Inoltre, e questo è quanto Bush dovrebbe
chiarire agli europei, sul fronte palestinese
il 2005 non può sbloccarsi attraverso pressioni
americane sugli israeliani. Sharon affronta
l’anno forse più critico della sua carriera
politica, con il ritiro da Gaza e le sue
possibili violente ripercussioni interne e regionali,
e con una coalizione fragile e litigiosa.
Aumentare la pressione su Sharon, in
un momento in cui è chiaro che le questioni
più difficili del processo di pace rimangono
per il momento irrisolvibili, significherebbe
solo ritardare il ritiro israeliano dai territori
e destabilizzare il governo di Gerusalemme.
Bush deve quindi frenare sulla road
map, accelerare sull’Iran e concertare sull’Iraq.

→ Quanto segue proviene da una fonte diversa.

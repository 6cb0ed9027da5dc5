//! Catalog: the book collection behind a single lock
//!
//! This module implements the catalog state machine using:
//! - `Vec<BookRecord>` for the insertion-ordered collection
//! - `FxHashSet<BookId>` as a secondary index of currently-borrowed ids
//! - `parking_lot::RwLock` for thread-safe access
//! - `AtomicU64` for monotonically increasing id allocation
//!
//! # Design Notes
//!
//! - **One guard for every mutation**: add/remove/borrow/return all take the
//!   same write lock, so a scan can never observe a half-updated collection.
//! - **Ids are never reused**: allocation is a counter `fetch_add`, decoupled
//!   from the collection size, so removing a book from the middle of the
//!   collection cannot make a later add collide with a surviving id.
//! - **Index updated in the same critical section**: the borrowed-id set and
//!   the per-record flags change together, under the write lock.
//! - **No I/O under the lock**: tracing events fire after the guard drops.

use std::sync::atomic::{AtomicU64, Ordering};

use parking_lot::RwLock;
use rustc_hash::FxHashSet;
use tracing::info;

use biblio_core::{BookId, BookRecord, BookSummary, Error, Result};

use crate::seed::DEFAULT_SHELF;

/// Collection state guarded by the catalog's lock
#[derive(Debug)]
struct Inner {
    /// All records, insertion order preserved
    records: Vec<BookRecord>,
    /// Secondary index: ids of currently-borrowed records
    borrowed: FxHashSet<BookId>,
}

/// The book catalog: single source of truth for the collection
///
/// Thread-safe through `parking_lot::RwLock` and `AtomicU64`. Borrow and
/// return are mutually exclusive with each other and with add/remove;
/// exactly one scan-and-mutate sequence runs at a time. Listing takes the
/// shared read lock.
///
/// Lock hold time is bounded by one linear scan of the collection.
///
/// # Example
///
/// ```
/// use biblio_catalog::Catalog;
///
/// let catalog = Catalog::new();
/// let book = catalog.add("Dune", "Frank Herbert");
///
/// let title = catalog.borrow(book.id(), "alice").unwrap();
/// assert_eq!(title, "Dune");
/// assert!(catalog.borrow(book.id(), "bob").is_err());
///
/// catalog.return_book(book.id(), "alice").unwrap();
/// assert_eq!(catalog.list_available().len(), 1);
/// ```
#[derive(Debug)]
pub struct Catalog {
    inner: RwLock<Inner>,
    /// Last allocated id; the next add receives `next_id + 1`
    next_id: AtomicU64,
}

impl Catalog {
    /// Create an empty catalog
    ///
    /// The first added book receives id 1.
    pub fn new() -> Self {
        Self {
            inner: RwLock::new(Inner {
                records: Vec::new(),
                borrowed: FxHashSet::default(),
            }),
            next_id: AtomicU64::new(0),
        }
    }

    /// Create a fresh catalog populated from the default shelf
    ///
    /// Seeds [`DEFAULT_SHELF`] in order with ids 1..=N, everything
    /// available. Nothing is loaded from prior runs.
    pub fn seeded() -> Self {
        let records: Vec<BookRecord> = DEFAULT_SHELF
            .iter()
            .enumerate()
            .map(|(i, (title, author))| BookRecord::new(BookId::new(i as u64 + 1), *title, *author))
            .collect();
        let seeded = records.len() as u64;
        Self {
            inner: RwLock::new(Inner {
                records,
                borrowed: FxHashSet::default(),
            }),
            next_id: AtomicU64::new(seeded),
        }
    }

    /// Allocate the next id atomically
    ///
    /// `fetch_add` keeps ids unique and monotonically increasing
    /// (1, 2, 3, ...) across threads, and removal never returns an id to
    /// the pool.
    fn allocate_id(&self) -> BookId {
        BookId::new(self.next_id.fetch_add(1, Ordering::SeqCst) + 1)
    }

    /// Add a new book, returning the created record
    ///
    /// The record starts available. Concurrent adds receive distinct ids.
    pub fn add(&self, title: impl Into<String>, author: impl Into<String>) -> BookRecord {
        let record = BookRecord::new(self.allocate_id(), title, author);
        {
            let mut inner = self.inner.write();
            inner.records.push(record.clone());
        }
        info!(
            id = %record.id(),
            title = record.title(),
            author = record.author(),
            "book added"
        );
        record
    }

    /// Remove the book with the given id
    ///
    /// No-op if the id is absent. A currently-borrowed book is removed
    /// anyway (forced removal, not a return): its id is also discarded from
    /// the borrowed index.
    pub fn remove(&self, id: BookId) {
        let removed = {
            let mut guard = self.inner.write();
            let inner = &mut *guard;
            let before = inner.records.len();
            inner.records.retain(|r| r.id() != id);
            inner.borrowed.remove(&id);
            inner.records.len() != before
        };
        if removed {
            info!(%id, "book removed");
        }
    }

    /// List every available book, in insertion order
    ///
    /// Side-effect-free; takes the shared read lock.
    pub fn list_available(&self) -> Vec<BookSummary> {
        let inner = self.inner.read();
        inner
            .records
            .iter()
            .filter(|r| !r.is_borrowed())
            .map(BookRecord::summary)
            .collect()
    }

    /// Borrow the book with the given id
    ///
    /// On success the record is flagged, indexed, and its title returned.
    /// Fails with [`Error::BookUnavailable`] if the id does not exist or
    /// the book is already borrowed. The scan-and-mutate sequence is atomic
    /// under the write lock.
    pub fn borrow(&self, id: BookId, borrower: &str) -> Result<String> {
        let title = {
            let mut guard = self.inner.write();
            let inner = &mut *guard;
            let record = inner
                .records
                .iter_mut()
                .find(|r| r.id() == id && !r.is_borrowed())
                .ok_or(Error::BookUnavailable { id })?;
            record.mark_borrowed();
            inner.borrowed.insert(id);
            record.title().to_string()
        };
        info!(%id, borrower, %title, "book borrowed");
        Ok(title)
    }

    /// Return the book with the given id
    ///
    /// On success the flag is cleared, the id leaves the borrowed index,
    /// and the title is returned. Fails with [`Error::NotReturnable`] if
    /// the id does not exist or the book is not currently borrowed. Atomic
    /// under the same guard as [`Catalog::borrow`].
    pub fn return_book(&self, id: BookId, borrower: &str) -> Result<String> {
        let title = {
            let mut guard = self.inner.write();
            let inner = &mut *guard;
            let record = inner
                .records
                .iter_mut()
                .find(|r| r.id() == id && r.is_borrowed())
                .ok_or(Error::NotReturnable { id })?;
            record.mark_returned();
            inner.borrowed.remove(&id);
            record.title().to_string()
        };
        info!(%id, borrower, %title, "book returned");
        Ok(title)
    }

    /// Clone of every record, insertion order preserved
    pub fn snapshot(&self) -> Vec<BookRecord> {
        self.inner.read().records.clone()
    }

    /// Ids of currently-borrowed books, sorted ascending
    pub fn borrowed_ids(&self) -> Vec<BookId> {
        let mut ids: Vec<BookId> = self.inner.read().borrowed.iter().copied().collect();
        ids.sort_unstable();
        ids
    }

    /// Number of records in the catalog (borrowed or not)
    pub fn len(&self) -> usize {
        self.inner.read().records.len()
    }

    /// Whether the catalog holds no records
    pub fn is_empty(&self) -> bool {
        self.inner.read().records.is_empty()
    }
}

impl Default for Catalog {
    fn default() -> Self {
        Self::new()
    }
}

La sua visita in Europa deve portare
a tre risultati, che saranno benefici per Stati
Uniti e Ue: accordo sulla necessità d’investire
al massimo per favorire la stabilizzazione
dell’Iraq e la crescita della democrazia
irachena; accordo sulla necessità di perseguire
un’intesa con Teheran, con la diplomazia
europea ma sostenuta e rafforzata
dalla disponibilità non solo americana a ricorrere
alla forza; sostegno a Sharon per il
disimpegno da Gaza. Iraq, Iran e solo dopo il
processo di pace: questa dovrebbe essere la
sequenza.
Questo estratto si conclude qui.